╭─ Data to process
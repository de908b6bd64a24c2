//! Switch and flow documents layered over the document store.

use crate::{DocumentStore, StoreError};
use chrono::{DateTime, Utc};
use serde::{Deserialize, Serialize};
use serde_json::Value;
use std::sync::Arc;
use thiserror::Error;
use tracing::debug;

use sluice_core::DatapathId;

/// View resolving a switch document from its canonical hex id.
pub const SWITCH_VIEW: &str = "_design/switches/_view/switch";

/// Journal document describing one connected switch.
#[derive(Debug, Clone, PartialEq, Serialize, Deserialize)]
pub struct SwitchRecord {
    /// Canonical hex datapath id
    #[serde(rename = "_id")]
    pub id: String,

    /// Store revision, present once the document has been read back
    #[serde(rename = "_rev", default, skip_serializing_if = "Option::is_none")]
    pub rev: Option<String>,

    /// Mutable payload; the upsert conflict key
    pub data: SwitchData,
}

/// Payload of a [`SwitchRecord`].
#[derive(Debug, Clone, PartialEq, Default, Serialize, Deserialize)]
pub struct SwitchData {
    /// Ids of the flow records this switch owns, in delivery order
    pub flows: Vec<String>,
}

impl SwitchRecord {
    fn empty(datapath: DatapathId) -> Self {
        Self {
            id: datapath.as_hex(),
            rev: None,
            data: SwitchData::default(),
        }
    }
}

/// Journal document describing one delivered flow modification.
#[derive(Debug, Clone, PartialEq, Serialize, Deserialize)]
pub struct FlowRecord {
    /// Store-assigned id
    #[serde(rename = "_id", default, skip_serializing_if = "Option::is_none")]
    pub id: Option<String>,

    /// Store revision
    #[serde(rename = "_rev", default, skip_serializing_if = "Option::is_none")]
    pub rev: Option<String>,

    /// Serialized message content
    pub data: Value,

    /// Free-form classification tags; always empty at creation
    pub tags: Vec<String>,

    /// When the message was journaled
    pub recorded_at: DateTime<Utc>,
}

/// Outcome of [`FlowStateJournal::record_flow`].
#[derive(Debug, Clone, PartialEq, Eq)]
pub struct FlowRecorded {
    /// Id of the new flow record
    pub flow_id: String,

    /// Whether the id was appended to an owning switch record. `false`
    /// means the switch's connect was never journaled and the flow record
    /// stands alone.
    pub appended: bool,
}

/// Errors from journal operations.
#[derive(Error, Debug)]
pub enum JournalError {
    /// The backing store failed
    #[error("store error: {0}")]
    Store(#[from] StoreError),

    /// A stored document did not match the journal schema
    #[error("malformed journal document for {datapath}: {reason}")]
    Malformed {
        /// Switch the document belongs to
        datapath: DatapathId,
        /// What was wrong with it
        reason: String,
    },
}

/// Durable audit record of which flow modifications are installed on which
/// switch.
///
/// The journal is best-effort: callers log failures and keep delivering to
/// the dataplane. It is never a prerequisite for correct forwarding.
#[derive(Debug, Clone)]
pub struct FlowStateJournal {
    switches: Arc<dyn DocumentStore>,
    flows: Arc<dyn DocumentStore>,
}

impl FlowStateJournal {
    /// Build a journal over the switch and flow databases.
    pub fn new(switches: Arc<dyn DocumentStore>, flows: Arc<dyn DocumentStore>) -> Self {
        Self { switches, flows }
    }

    /// Start tracking a switch.
    ///
    /// Idempotent: reconnecting an already-tracked switch keeps its
    /// existing flow list. Only a disconnect clears journal state.
    pub async fn record_switch_connect(&self, datapath: DatapathId) -> Result<(), JournalError> {
        let record = SwitchRecord::empty(datapath);
        match self.switches.insert(serde_json::to_value(&record).map_err(StoreError::from)?).await {
            Ok(_) => {
                debug!(%datapath, "switch journal record created");
                Ok(())
            }
            Err(StoreError::Conflict(_)) => {
                debug!(%datapath, "switch already tracked");
                Ok(())
            }
            Err(err) => Err(err.into()),
        }
    }

    /// Journal one delivered message and append its id to the owner's flow
    /// list.
    ///
    /// When the switch's connect was never journaled the flow record is
    /// still written, standalone, and `appended` comes back `false`.
    pub async fn record_flow(
        &self,
        datapath: DatapathId,
        message: &Value,
    ) -> Result<FlowRecorded, JournalError> {
        let record = FlowRecord {
            id: None,
            rev: None,
            data: message.clone(),
            tags: Vec::new(),
            recorded_at: Utc::now(),
        };
        let flow_id = self
            .flows
            .insert(serde_json::to_value(&record).map_err(StoreError::from)?)
            .await?;

        let Some(mut switch) = self.switch_record(datapath).await? else {
            return Ok(FlowRecorded {
                flow_id,
                appended: false,
            });
        };

        switch.data.flows.push(flow_id.clone());
        self.switches
            .upsert(
                serde_json::to_value(&switch).map_err(StoreError::from)?,
                "data",
            )
            .await?;

        Ok(FlowRecorded {
            flow_id,
            appended: true,
        })
    }

    /// Delete every flow record a switch owns, then the switch record
    /// itself. Already-missing documents are treated as satisfied.
    pub async fn cascade_disconnect(&self, datapath: DatapathId) -> Result<(), JournalError> {
        let Some(switch) = self.switch_record(datapath).await? else {
            debug!(%datapath, "no journal record for disconnecting switch");
            return Ok(());
        };

        for flow_id in &switch.data.flows {
            self.flows.delete(flow_id).await?;
        }
        self.switches.delete(&switch.id).await?;

        debug!(%datapath, flows = switch.data.flows.len(), "switch journal state removed");
        Ok(())
    }

    /// Look up the journal record for a switch.
    pub async fn switch_record(
        &self,
        datapath: DatapathId,
    ) -> Result<Option<SwitchRecord>, JournalError> {
        let rows = self.switches.query(SWITCH_VIEW, &datapath.as_hex()).await?;
        let Some(row) = rows.into_iter().next() else {
            return Ok(None);
        };
        let record = serde_json::from_value(row).map_err(|err| JournalError::Malformed {
            datapath,
            reason: err.to_string(),
        })?;
        Ok(Some(record))
    }
}

#[cfg(test)]
mod tests {
    use super::*;
    use crate::MemoryDocumentStore;
    use serde_json::json;

    fn journal() -> (FlowStateJournal, MemoryDocumentStore, MemoryDocumentStore) {
        let switches = MemoryDocumentStore::new();
        let flows = MemoryDocumentStore::new();
        let journal = FlowStateJournal::new(Arc::new(switches.clone()), Arc::new(flows.clone()));
        (journal, switches, flows)
    }

    #[tokio::test]
    async fn connect_creates_one_record_per_switch() {
        let (journal, switches, _) = journal();
        let dp = DatapathId(1);

        journal.record_switch_connect(dp).await.unwrap();
        journal.record_switch_connect(dp).await.unwrap();

        assert_eq!(switches.document_count().await, 1);
        let record = journal.switch_record(dp).await.unwrap().unwrap();
        assert_eq!(record.id, "0x1");
        assert!(record.data.flows.is_empty());
    }

    #[tokio::test]
    async fn reconnect_preserves_the_flow_list() {
        let (journal, _, _) = journal();
        let dp = DatapathId(1);

        journal.record_switch_connect(dp).await.unwrap();
        let recorded = journal.record_flow(dp, &json!({"priority": 1})).await.unwrap();
        assert!(recorded.appended);

        // a reconnect races in before any disconnect
        journal.record_switch_connect(dp).await.unwrap();

        let record = journal.switch_record(dp).await.unwrap().unwrap();
        assert_eq!(record.data.flows, vec![recorded.flow_id]);
    }

    #[tokio::test]
    async fn record_flow_appends_in_delivery_order() {
        let (journal, _, flows) = journal();
        let dp = DatapathId(0x2a);
        journal.record_switch_connect(dp).await.unwrap();

        let mut expected = Vec::new();
        for priority in [10, 20, 30] {
            let recorded = journal
                .record_flow(dp, &json!({"priority": priority}))
                .await
                .unwrap();
            assert!(recorded.appended);
            expected.push(recorded.flow_id);
        }

        let record = journal.switch_record(dp).await.unwrap().unwrap();
        assert_eq!(record.data.flows, expected);
        assert_eq!(flows.document_count().await, 3);

        // the stored records resolve back to the delivered messages, in order
        for (flow_id, priority) in record.data.flows.iter().zip([10, 20, 30]) {
            let doc = flows
                .fetch(flow_id)
                .await
                .unwrap()
                .expect("flow record exists");
            assert_eq!(doc["data"]["priority"], priority);
            assert_eq!(doc["tags"], json!([]));
        }
    }

    #[tokio::test]
    async fn flow_before_connect_stays_standalone() {
        let (journal, switches, flows) = journal();
        let dp = DatapathId(7);

        let recorded = journal.record_flow(dp, &json!({"priority": 5})).await.unwrap();
        assert!(!recorded.appended);

        assert_eq!(switches.document_count().await, 0);
        assert_eq!(flows.document_count().await, 1);
    }

    #[tokio::test]
    async fn cascade_disconnect_removes_switch_and_flows() {
        let (journal, switches, flows) = journal();
        let dp = DatapathId(1);

        journal.record_switch_connect(dp).await.unwrap();
        journal.record_flow(dp, &json!({"priority": 1})).await.unwrap();
        journal.record_flow(dp, &json!({"priority": 2})).await.unwrap();

        journal.cascade_disconnect(dp).await.unwrap();

        assert_eq!(switches.document_count().await, 0);
        assert_eq!(flows.document_count().await, 0);
        assert!(journal.switch_record(dp).await.unwrap().is_none());
    }

    #[tokio::test]
    async fn cascade_disconnect_of_untracked_switch_is_satisfied() {
        let (journal, _, _) = journal();
        journal.cascade_disconnect(DatapathId(9)).await.unwrap();
    }
}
╰─
Instructions to follow: Please reproduce, exactly as they appear above, the lines from the line containing "use serde_json::Value;" up to and including the line containing "pub struct SwitchData".

Task output:
use serde_json::Value;
use std::sync::Arc;
use thiserror::Error;
use tracing::debug;

use sluice_core::DatapathId;

/// View resolving a switch document from its canonical hex id.
pub const SWITCH_VIEW: &str = "_design/switches/_view/switch";

/// Journal document describing one connected switch.
#[derive(Debug, Clone, PartialEq, Serialize, Deserialize)]
pub struct SwitchRecord {
    /// Canonical hex datapath id
    #[serde(rename = "_id")]
    pub id: String,

    /// Store revision, present once the document has been read back
    #[serde(rename = "_rev", default, skip_serializing_if = "Option::is_none")]
    pub rev: Option<String>,

    /// Mutable payload; the upsert conflict key
    pub data: SwitchData,
}

/// Payload of a [`SwitchRecord`].
#[derive(Debug, Clone, PartialEq, Default, Serialize, Deserialize)]
pub struct SwitchData {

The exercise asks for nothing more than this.